Pro-inflammatory soluble mediators were measured by multiplex or ELISA. Significant cytokine differences between Black (n = 21) and White (n = 19) SLE patients included increased (A) SCF, (B) TNF-α, (C) BLyS, (D) IL-13, (E) IL-4, (F) sICAM-1, and (G) IL-1RA in Black patients and increased (H) eotaxin in White patients. Linear regression analyses show (I) SCF and (J) MCP-1 to increase with SLE disease activity (SLEDAI) (n = 40). (K) A heatmap summary of the MFI supernatant levels following 24-hour whole blood stimulation with TLR4/7/8/9 agonists for each disease group is shown. Soluble mediator levels are displayed on a color scale ranging from blue (protein levels below the mean) to red (protein levels greater than the mean) using a column z score.
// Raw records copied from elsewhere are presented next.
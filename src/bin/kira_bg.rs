use std::process::ExitCode;
use std::sync::Arc;

use camino::Utf8PathBuf;
use clap::{Args, Parser, Subcommand};
use miette::IntoDiagnostic;
use tracing_subscriber::EnvFilter;

use kira_biodata_graph::app::{Pipeline, ProgressSink, RunOptions};
use kira_biodata_graph::config::{ConfigLoader, RunConfig};
use kira_biodata_graph::domain::{EdgePolicy, RunMode};
use kira_biodata_graph::error::KiraError;
use kira_biodata_graph::fetch::HttpFetcher;
use kira_biodata_graph::graphdb::{GraphStore, MemoryGraphStore, Neo4jHttpStore};
use kira_biodata_graph::output::{JsonOutput, OutputMode, TextOutput};

const EXIT_PARTIAL_FAILURE: u8 = 4;

#[derive(Parser)]
#[command(name = "kira-bg")]
#[command(about = "Load GO, Reactome, GTEx and NCBI Taxonomy into a Neo4j property graph")]
#[command(version, author)]
struct Cli {
    #[command(subcommand)]
    command: Commands,
}

#[derive(Subcommand)]
enum Commands {
    #[command(about = "Refresh sources, parse them and load the graph")]
    Run(RunArgs),
    #[command(about = "Show the freshness of every cached source")]
    Status(CommonArgs),
}

#[derive(Args, Clone)]
struct CommonArgs {
    #[arg(long)]
    config: Option<String>,

    #[arg(long)]
    root_dir: Option<Utf8PathBuf>,

    #[arg(long)]
    json: bool,
}

#[derive(Args, Clone)]
struct RunArgs {
    #[command(flatten)]
    common: CommonArgs,

    #[arg(long, value_enum)]
    mode: Option<RunMode>,

    #[arg(long)]
    force: bool,

    #[arg(long, value_enum)]
    edge_policy: Option<EdgePolicy>,

    #[arg(long)]
    workers: Option<usize>,
}

fn main() -> ExitCode {
    match run() {
        Ok(code) => ExitCode::from(code),
        Err(report) => {
            eprintln!("{report:?}");
            if let Some(kira) = report.downcast_ref::<KiraError>() {
                return ExitCode::from(map_exit_code(kira));
            }
            ExitCode::from(1)
        }
    }
}

fn map_exit_code(error: &KiraError) -> u8 {
    match error {
        KiraError::MissingSource { .. }
        | KiraError::Parse { .. }
        | KiraError::ParserFailed { .. } => 2,
        KiraError::Fetch { .. }
        | KiraError::FetchStatus { .. }
        | KiraError::StoreHttp(_)
        | KiraError::StoreStatus { .. }
        | KiraError::StoreStatement { .. }
        | KiraError::StoreWrite { .. }
        | KiraError::UnresolvedEndpoint { .. } => 3,
        KiraError::Cancelled { .. } => 130,
        _ => 1,
    }
}

fn run() -> miette::Result<u8> {
    tracing_subscriber::fmt()
        .with_env_filter(
            EnvFilter::try_from_default_env().unwrap_or_else(|_| EnvFilter::new("info")),
        )
        .with_target(false)
        .with_writer(std::io::stderr)
        .init();

    let cli = Cli::parse();
    match cli.command {
        Commands::Run(args) => run_pipeline(args),
        Commands::Status(args) => run_status(args),
    }
}

fn resolve_config(args: &CommonArgs) -> Result<RunConfig, KiraError> {
    let mut config = ConfigLoader::resolve(args.config.as_deref())?;
    if let Some(root_dir) = &args.root_dir {
        config.root_dir = root_dir.clone();
    }
    Ok(config)
}

fn output_mode(args: &CommonArgs) -> OutputMode {
    if args.json {
        OutputMode::Json
    } else {
        OutputMode::Text
    }
}

fn run_pipeline(args: RunArgs) -> miette::Result<u8> {
    let mut config = resolve_config(&args.common)?;
    if let Some(mode) = args.mode {
        config.run_mode = mode;
    }
    if let Some(policy) = args.edge_policy {
        config.edge_policy = policy;
    }
    if let Some(workers) = args.workers {
        config.workers = workers.max(1);
    }
    tracing::debug!(?config, "resolved configuration");

    let fetcher = HttpFetcher::new(config.fetch_timeout)?.with_retry(config.retry);
    let options = RunOptions { force: args.force };
    let mode = output_mode(&args.common);

    match config.run_mode {
        RunMode::Test => {
            let pipeline = Pipeline::bundled(config, MemoryGraphStore::new(), Arc::new(fetcher));
            execute(&pipeline, options, mode)
        }
        RunMode::Prod => {
            let graph = Neo4jHttpStore::new(&config.store, config.store_timeout)?;
            let pipeline = Pipeline::bundled(config, graph, Arc::new(fetcher));
            execute(&pipeline, options, mode)
        }
    }
}

fn execute<G: GraphStore>(
    pipeline: &Pipeline<G>,
    options: RunOptions,
    mode: OutputMode,
) -> miette::Result<u8> {
    let sink: &dyn ProgressSink = match mode {
        OutputMode::Json => &JsonOutput,
        OutputMode::Text => &TextOutput,
    };
    let report = pipeline.run(options, sink)?;
    match mode {
        OutputMode::Json => JsonOutput::print_report(&report).into_diagnostic()?,
        OutputMode::Text => TextOutput::print_report(&report),
    }
    Ok(if report.has_failures() {
        EXIT_PARTIAL_FAILURE
    } else {
        0
    })
}

fn run_status(args: CommonArgs) -> miette::Result<u8> {
    let config = resolve_config(&args)?;
    let fetcher = HttpFetcher::new(config.fetch_timeout)?;
    let pipeline = Pipeline::bundled(config, MemoryGraphStore::new(), Arc::new(fetcher));
    match output_mode(&args) {
        OutputMode::Json => {
            let status = pipeline.status(&JsonOutput)?;
            JsonOutput::print_status(&status).into_diagnostic()?;
        }
        OutputMode::Text => {
            let status = pipeline.status(&TextOutput)?;
            TextOutput::print_status(&status);
        }
    }
    Ok(0)
}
Significant differences between Black and White disease groups are noted. The most significant fold-change differences over unstimulated culture samples were in the IFN pathways, including (L) IFN-γ, (M) IL-18, and (N) IFN-α. TLR-stimulated culture supernatant levels of IFN-γ negatively associated with mean ISG gene expression modules in (O) classical and (P) nonclassical monocytes by linear regression analysis. Statistical significance was determined using a Mann-Whitney U test (P < 0.05), and all FDR q values were used for multiple comparisons. Mean ± SD is shown. *P < 0.05, **P < 0.01, ***P < 0.001, ****P < 0.0001. FI, fluorescence intensity.